**What this task involves**.
Copy out each line of the data that contains "derive".

**Dataset excerpts**.
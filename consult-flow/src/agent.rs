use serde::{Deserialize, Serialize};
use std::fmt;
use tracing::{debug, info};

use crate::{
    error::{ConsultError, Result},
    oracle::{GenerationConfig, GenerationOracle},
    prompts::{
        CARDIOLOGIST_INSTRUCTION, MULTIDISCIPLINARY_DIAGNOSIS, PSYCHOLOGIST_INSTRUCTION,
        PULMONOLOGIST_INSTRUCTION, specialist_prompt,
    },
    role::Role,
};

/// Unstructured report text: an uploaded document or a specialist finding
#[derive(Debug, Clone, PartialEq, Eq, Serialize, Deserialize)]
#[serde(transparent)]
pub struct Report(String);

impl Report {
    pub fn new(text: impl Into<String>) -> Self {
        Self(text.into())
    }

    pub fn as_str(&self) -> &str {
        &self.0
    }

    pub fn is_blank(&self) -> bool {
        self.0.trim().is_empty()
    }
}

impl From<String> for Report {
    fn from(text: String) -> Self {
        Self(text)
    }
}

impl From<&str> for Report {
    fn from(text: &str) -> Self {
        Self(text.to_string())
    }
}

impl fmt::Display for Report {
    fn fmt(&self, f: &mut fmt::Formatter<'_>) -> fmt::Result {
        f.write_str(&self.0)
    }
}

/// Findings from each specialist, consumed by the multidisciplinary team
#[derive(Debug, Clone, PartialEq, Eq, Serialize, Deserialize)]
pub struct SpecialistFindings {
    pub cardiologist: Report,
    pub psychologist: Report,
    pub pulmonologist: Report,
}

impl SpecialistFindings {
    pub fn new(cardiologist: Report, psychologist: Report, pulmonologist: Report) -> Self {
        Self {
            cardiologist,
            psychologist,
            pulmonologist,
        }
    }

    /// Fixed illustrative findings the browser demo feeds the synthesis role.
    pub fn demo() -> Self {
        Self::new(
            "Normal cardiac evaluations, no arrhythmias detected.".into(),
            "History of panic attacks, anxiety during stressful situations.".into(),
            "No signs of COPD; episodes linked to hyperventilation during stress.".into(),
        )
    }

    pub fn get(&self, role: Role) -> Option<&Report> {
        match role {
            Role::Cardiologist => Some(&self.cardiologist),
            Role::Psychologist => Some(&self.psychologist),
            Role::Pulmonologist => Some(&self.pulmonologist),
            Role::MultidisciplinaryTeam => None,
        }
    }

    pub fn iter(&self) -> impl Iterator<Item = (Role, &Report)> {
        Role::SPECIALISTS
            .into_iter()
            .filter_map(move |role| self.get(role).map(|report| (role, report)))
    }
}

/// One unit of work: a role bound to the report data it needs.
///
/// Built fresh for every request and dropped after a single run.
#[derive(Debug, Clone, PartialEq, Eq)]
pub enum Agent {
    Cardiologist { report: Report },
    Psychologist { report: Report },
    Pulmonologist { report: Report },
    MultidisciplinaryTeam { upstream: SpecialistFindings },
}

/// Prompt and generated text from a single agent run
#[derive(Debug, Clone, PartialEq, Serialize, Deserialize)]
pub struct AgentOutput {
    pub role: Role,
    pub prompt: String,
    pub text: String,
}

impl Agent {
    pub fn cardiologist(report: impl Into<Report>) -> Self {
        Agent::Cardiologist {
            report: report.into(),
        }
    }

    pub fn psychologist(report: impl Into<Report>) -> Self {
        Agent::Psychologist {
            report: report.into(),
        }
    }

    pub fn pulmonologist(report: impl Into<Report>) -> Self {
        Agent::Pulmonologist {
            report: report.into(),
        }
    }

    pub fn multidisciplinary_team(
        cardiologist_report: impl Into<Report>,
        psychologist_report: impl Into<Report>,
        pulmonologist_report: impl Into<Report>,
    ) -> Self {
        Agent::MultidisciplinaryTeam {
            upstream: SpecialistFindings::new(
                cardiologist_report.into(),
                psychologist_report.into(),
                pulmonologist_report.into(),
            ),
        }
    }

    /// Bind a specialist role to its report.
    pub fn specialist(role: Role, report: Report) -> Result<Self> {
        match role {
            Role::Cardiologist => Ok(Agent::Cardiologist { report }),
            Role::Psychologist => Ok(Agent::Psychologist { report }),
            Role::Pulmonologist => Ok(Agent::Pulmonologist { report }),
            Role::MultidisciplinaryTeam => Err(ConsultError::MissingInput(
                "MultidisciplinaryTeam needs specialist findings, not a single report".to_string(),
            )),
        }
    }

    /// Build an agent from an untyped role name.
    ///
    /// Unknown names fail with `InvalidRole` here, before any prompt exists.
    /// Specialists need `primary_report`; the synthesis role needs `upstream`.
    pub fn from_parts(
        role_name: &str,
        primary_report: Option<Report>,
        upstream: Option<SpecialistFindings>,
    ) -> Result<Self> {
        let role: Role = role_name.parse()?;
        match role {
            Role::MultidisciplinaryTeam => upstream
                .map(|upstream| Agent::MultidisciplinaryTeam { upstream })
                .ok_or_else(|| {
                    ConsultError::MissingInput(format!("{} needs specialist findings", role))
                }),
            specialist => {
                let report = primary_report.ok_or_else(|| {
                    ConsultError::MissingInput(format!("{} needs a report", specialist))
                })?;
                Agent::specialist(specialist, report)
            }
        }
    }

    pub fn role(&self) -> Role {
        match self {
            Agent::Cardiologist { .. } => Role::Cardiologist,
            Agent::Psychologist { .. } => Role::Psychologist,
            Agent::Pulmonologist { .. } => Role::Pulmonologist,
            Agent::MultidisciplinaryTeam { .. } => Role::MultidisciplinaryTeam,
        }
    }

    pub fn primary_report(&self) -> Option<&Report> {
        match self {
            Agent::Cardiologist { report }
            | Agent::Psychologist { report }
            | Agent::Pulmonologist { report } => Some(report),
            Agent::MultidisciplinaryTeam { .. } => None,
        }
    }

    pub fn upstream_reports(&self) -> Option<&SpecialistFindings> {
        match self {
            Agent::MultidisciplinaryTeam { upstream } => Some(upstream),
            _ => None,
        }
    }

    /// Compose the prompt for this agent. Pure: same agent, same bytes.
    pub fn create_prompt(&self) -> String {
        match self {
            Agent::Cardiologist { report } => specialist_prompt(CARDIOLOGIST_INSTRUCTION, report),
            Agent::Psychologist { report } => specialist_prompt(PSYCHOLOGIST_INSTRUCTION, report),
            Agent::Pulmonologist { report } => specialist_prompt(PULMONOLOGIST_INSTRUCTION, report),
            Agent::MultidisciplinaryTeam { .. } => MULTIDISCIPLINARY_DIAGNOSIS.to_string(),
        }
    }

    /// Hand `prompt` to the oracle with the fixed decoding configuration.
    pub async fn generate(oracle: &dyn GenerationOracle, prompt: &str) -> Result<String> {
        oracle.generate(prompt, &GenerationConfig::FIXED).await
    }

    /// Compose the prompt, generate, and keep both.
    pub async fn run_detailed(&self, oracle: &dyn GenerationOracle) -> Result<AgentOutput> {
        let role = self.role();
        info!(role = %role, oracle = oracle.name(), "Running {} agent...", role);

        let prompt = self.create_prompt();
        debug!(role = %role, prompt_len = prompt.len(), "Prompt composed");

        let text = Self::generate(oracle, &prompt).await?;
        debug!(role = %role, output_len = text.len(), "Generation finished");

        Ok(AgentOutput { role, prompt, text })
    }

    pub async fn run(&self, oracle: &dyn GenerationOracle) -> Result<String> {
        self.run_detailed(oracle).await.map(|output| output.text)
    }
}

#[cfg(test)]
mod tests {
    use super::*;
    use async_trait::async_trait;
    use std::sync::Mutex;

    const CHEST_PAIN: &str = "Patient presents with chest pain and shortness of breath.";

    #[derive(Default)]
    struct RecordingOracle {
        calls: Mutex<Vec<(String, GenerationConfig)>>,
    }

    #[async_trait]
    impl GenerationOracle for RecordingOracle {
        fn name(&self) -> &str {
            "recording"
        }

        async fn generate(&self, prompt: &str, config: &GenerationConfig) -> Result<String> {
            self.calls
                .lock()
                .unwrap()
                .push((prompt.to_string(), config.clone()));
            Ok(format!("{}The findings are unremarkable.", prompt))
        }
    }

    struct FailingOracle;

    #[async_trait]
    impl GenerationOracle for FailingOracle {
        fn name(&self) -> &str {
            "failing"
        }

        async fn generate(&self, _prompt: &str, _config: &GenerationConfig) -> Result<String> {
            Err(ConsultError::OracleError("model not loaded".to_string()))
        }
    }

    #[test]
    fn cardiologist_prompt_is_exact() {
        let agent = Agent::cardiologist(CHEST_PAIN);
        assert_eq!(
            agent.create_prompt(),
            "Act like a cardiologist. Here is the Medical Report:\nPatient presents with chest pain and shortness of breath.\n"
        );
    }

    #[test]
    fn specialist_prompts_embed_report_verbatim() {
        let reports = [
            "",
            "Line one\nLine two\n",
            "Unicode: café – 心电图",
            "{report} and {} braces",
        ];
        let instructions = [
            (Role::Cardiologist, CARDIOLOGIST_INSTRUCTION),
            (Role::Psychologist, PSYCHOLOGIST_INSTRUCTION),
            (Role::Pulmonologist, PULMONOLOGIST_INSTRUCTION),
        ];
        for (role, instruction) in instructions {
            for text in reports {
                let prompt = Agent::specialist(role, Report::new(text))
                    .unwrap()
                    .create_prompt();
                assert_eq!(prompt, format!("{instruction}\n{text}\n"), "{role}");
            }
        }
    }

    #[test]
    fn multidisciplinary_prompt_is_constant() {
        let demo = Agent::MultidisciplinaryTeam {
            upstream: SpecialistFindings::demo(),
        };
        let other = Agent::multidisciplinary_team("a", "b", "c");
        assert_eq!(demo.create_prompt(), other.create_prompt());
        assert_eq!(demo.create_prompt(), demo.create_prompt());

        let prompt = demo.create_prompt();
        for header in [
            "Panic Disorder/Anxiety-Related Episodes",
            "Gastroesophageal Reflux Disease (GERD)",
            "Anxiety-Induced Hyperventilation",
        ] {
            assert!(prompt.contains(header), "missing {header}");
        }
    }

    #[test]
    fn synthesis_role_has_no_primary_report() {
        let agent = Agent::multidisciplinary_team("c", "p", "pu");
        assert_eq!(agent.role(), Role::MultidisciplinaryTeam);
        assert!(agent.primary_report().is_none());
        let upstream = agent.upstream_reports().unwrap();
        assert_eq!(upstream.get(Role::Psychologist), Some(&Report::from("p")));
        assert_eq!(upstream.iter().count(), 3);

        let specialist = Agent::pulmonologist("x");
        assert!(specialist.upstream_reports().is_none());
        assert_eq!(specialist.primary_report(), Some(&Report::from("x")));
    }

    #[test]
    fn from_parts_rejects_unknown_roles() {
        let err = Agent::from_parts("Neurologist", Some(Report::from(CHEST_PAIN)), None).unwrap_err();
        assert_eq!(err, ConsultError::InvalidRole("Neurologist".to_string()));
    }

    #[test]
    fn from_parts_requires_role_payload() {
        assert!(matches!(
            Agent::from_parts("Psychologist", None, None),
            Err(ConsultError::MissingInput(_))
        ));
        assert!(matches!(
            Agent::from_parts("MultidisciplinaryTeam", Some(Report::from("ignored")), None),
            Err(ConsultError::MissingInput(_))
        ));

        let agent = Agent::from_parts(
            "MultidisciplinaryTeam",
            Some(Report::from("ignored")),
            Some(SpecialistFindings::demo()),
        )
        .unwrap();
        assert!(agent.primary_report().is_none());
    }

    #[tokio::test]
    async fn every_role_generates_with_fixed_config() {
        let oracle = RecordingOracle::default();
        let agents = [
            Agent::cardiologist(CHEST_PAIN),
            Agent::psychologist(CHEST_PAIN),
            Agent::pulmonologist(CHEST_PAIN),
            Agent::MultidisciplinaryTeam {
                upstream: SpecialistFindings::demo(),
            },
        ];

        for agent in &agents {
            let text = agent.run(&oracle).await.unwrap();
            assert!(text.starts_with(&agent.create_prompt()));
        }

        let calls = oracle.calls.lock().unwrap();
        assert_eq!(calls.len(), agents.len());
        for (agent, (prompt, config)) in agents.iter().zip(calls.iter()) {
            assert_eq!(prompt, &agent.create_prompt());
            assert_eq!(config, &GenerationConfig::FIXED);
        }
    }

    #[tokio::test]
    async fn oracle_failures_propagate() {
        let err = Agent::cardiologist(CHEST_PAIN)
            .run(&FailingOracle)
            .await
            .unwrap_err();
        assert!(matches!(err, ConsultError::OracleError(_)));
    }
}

---

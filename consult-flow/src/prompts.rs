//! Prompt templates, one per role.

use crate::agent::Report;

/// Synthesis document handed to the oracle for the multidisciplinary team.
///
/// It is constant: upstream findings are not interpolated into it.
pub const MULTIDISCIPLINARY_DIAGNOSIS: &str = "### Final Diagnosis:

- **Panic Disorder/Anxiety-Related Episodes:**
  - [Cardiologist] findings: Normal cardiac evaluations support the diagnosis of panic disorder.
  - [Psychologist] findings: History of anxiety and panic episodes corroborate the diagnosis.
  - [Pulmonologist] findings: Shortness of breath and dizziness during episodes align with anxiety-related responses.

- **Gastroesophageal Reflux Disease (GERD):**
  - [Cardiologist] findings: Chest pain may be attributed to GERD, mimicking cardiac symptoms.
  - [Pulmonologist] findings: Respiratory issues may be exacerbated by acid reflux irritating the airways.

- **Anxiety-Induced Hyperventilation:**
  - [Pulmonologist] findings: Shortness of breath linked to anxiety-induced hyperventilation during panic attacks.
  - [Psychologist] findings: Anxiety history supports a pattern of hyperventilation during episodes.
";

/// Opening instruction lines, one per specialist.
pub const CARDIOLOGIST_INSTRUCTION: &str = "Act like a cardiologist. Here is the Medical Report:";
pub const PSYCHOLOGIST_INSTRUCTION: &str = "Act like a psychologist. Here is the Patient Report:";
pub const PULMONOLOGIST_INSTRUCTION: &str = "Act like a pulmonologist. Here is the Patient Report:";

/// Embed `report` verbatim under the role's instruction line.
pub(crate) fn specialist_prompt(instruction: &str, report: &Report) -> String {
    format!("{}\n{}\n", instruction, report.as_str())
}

**Task solution**.
#[derive(Debug, Clone, PartialEq, Eq, Serialize, Deserialize)]
#[derive(Debug, Clone, PartialEq, Eq, Serialize, Deserialize)]
#[derive(Debug, Clone, PartialEq, Eq)]
#[derive(Debug, Clone, PartialEq, Serialize, Deserialize)]
    #[derive(Default)]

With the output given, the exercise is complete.